Christian Eriksen to be fitted with ICD heart-starter device in op after cardiac arrest following Euro 2020 collapse

CHRISTIAN ERIKSEN will be fitted with a heart-starter device following his cardiac arrest at the European Championships.

The Inter Milan playmaker collapsed on the pitch in Denmark’s opening game against Finland before being rushed to hospital.

Christian Eriksen will be fitted with a heart-started device following his cardiac arrestCredit: Reuters

Their team doctor Morten Boesen has now confirmed in a statement that Eriksen will be fitted with a Implantable cardioverter-defibrillator.

Boesen said: “After Christian has been through different heart examinations it has been decided that he should have an ICD (heart starter).

“This device is necessary after a cardiac attack due to rhythm disturbances.

“Christian has accepted the solution and the plan has moreover been confirmed by specialists nationally and internationally who all recommend the same treatment.


AN implantable cardioverter defibrillator or ICD is a small device that’s used to treat dangerously abnormal heart rhythms.

With each heartbeat there is an electrical signal that causes the heart o contract and pump blood.

But, in some people that doesn’t happen properly.An abnormal heart rhythm or arrhythmia is where the heart can beat too slowly, too fast or in an irregular way.

In some cases an arrhythmia can cause sudden cardiac death, which kills 100,000 people in the UK every year.

An ICD is the size of a matchbox and can be fitted to help regulate an abnormal heartbeat.

It’s placed under the skin, usually just below the collar bone, to monitor your heart rate.

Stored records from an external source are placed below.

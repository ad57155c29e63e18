use axum::Json;
use serde_json::{json, Value};

/// GET /health
/// Returns a simple status object with service version.
pub async fn health_handler() -> Json<Value> {
    Json(json!({
        "status": "ok",
        "version": env!("CARGO_PKG_VERSION"),
        "service": "flag-system-api"
    }))
}
use std::sync::Arc;

use crate::config::Config;
use crate::flags::registry::GlyphRegistry;
use crate::fragments::cache::FragmentCache;
use crate::render::sink::DocumentSink;

/// Shared application state injected into all route handlers via Axum extractors.
#[derive(Clone)]
pub struct AppState {
    pub config: Config,
    pub registry: Arc<GlyphRegistry>,
    /// Process-wide glyph cache; filled lazily as words reference letters.
    pub fragments: Arc<FragmentCache>,
    /// Extra delivery target for exports (configured via EXPORT_DIR).
    pub export_sink: Option<Arc<dyn DocumentSink>>,
}

impl AppState {
    /// Base joined onto image fallbacks. Assets read from disk keep their raw path.
    pub fn image_base_url(&self) -> Option<&str> {
        self.config
            .asset_dir
            .is_none()
            .then_some(self.config.asset_base_url.as_str())
    }
}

Thin wires connect the ICD to the heart, where it constantly checks heart rate and rhythm.If an ICD notices a dangerous heart rhythm it can try to treat it in various ways:

1. Pacing – a series of low-voltage electrical impulses at a fast rate to try and correct the heart rhythm

2. Cardioversion – one or more small electric shocks to try and restore the heart’s normal rhythm

3. Defibrillation – one or more larger electric shocks to try and restore the heart’s rhythm.

An ICD is fitted under local anaesthetic and with sedation.

The op can take between one and three hours, and patients tend to have to stay overnight in hospital.

For more information visit the British Heart Foundation website.

“We encourage everybody to give Christian and his family peace and privacy the following time.”

An ICD is a device, usually fitted in your chest, that helps people with dangerously irregular heart rhythms and checks your beat all the time.

Ajax defender Daley Blind had an ICD fitted in December 2019 after being diagnosed with an inflammation of his heart muscle.

The Dutchman considered withdrawing from Holland’s Euros opener after seeing his former team-mate and friend Eriksen collapse.

He told Dutch broadcaster NOS: “Yesterday had a huge impact on me. 

“Besides the fact that I know Christian well as a friend, the situation for him is terrible. 

“Of course I have also experienced a few things in that area, so that I had to overcome a mental hurdle to play.

“I had a lot of trouble with it, but I’m proud that I did it. Then all the emotion comes out for a while.

“I’ve definitely thought about not taking part. The images and the moment had a lot of impact and I didn’t sleep very well because of them. 

“I really had to overcome a big hurdle to do this.”

Eriksen has been recovering in a Copenhagen hospital since the shock incident.

German doctor Jens Kleinefeld treated the Inter Milan midfielder on the pitch and opened up on the moment Eriksen regained conciseness.

Kleinefeld told Fox Sports: “About 30 seconds later, the player opened his eyes and I could talk to him directly.

“That was a very moving moment, because in such medical emergencies in everyday life, the chances of success are much lower.’

Kleinefeld asked Eriksen: “Well, are you back with us?”

Eriksen replied: “Yes, I am back with you. For f***s sake, I’m only 29 years old.”

The ex-Tottenham favourite took to social media on Tuesday to give fans an update on his recovery.

Posting a photo with his thumb up from his hospital bed, he wrote: “Hello everyone.

“Big thanks for your sweet and amazing greetings and messages from all around the world. It means a lot to me and my family.

“I’m fine – under the circumstances. I still have to go through some examinations at the hospital, but I feel okay.

“Now, I will cheer on the boys on the Denmark team in the next matches. Play for all of Denmark. Best, Christian.”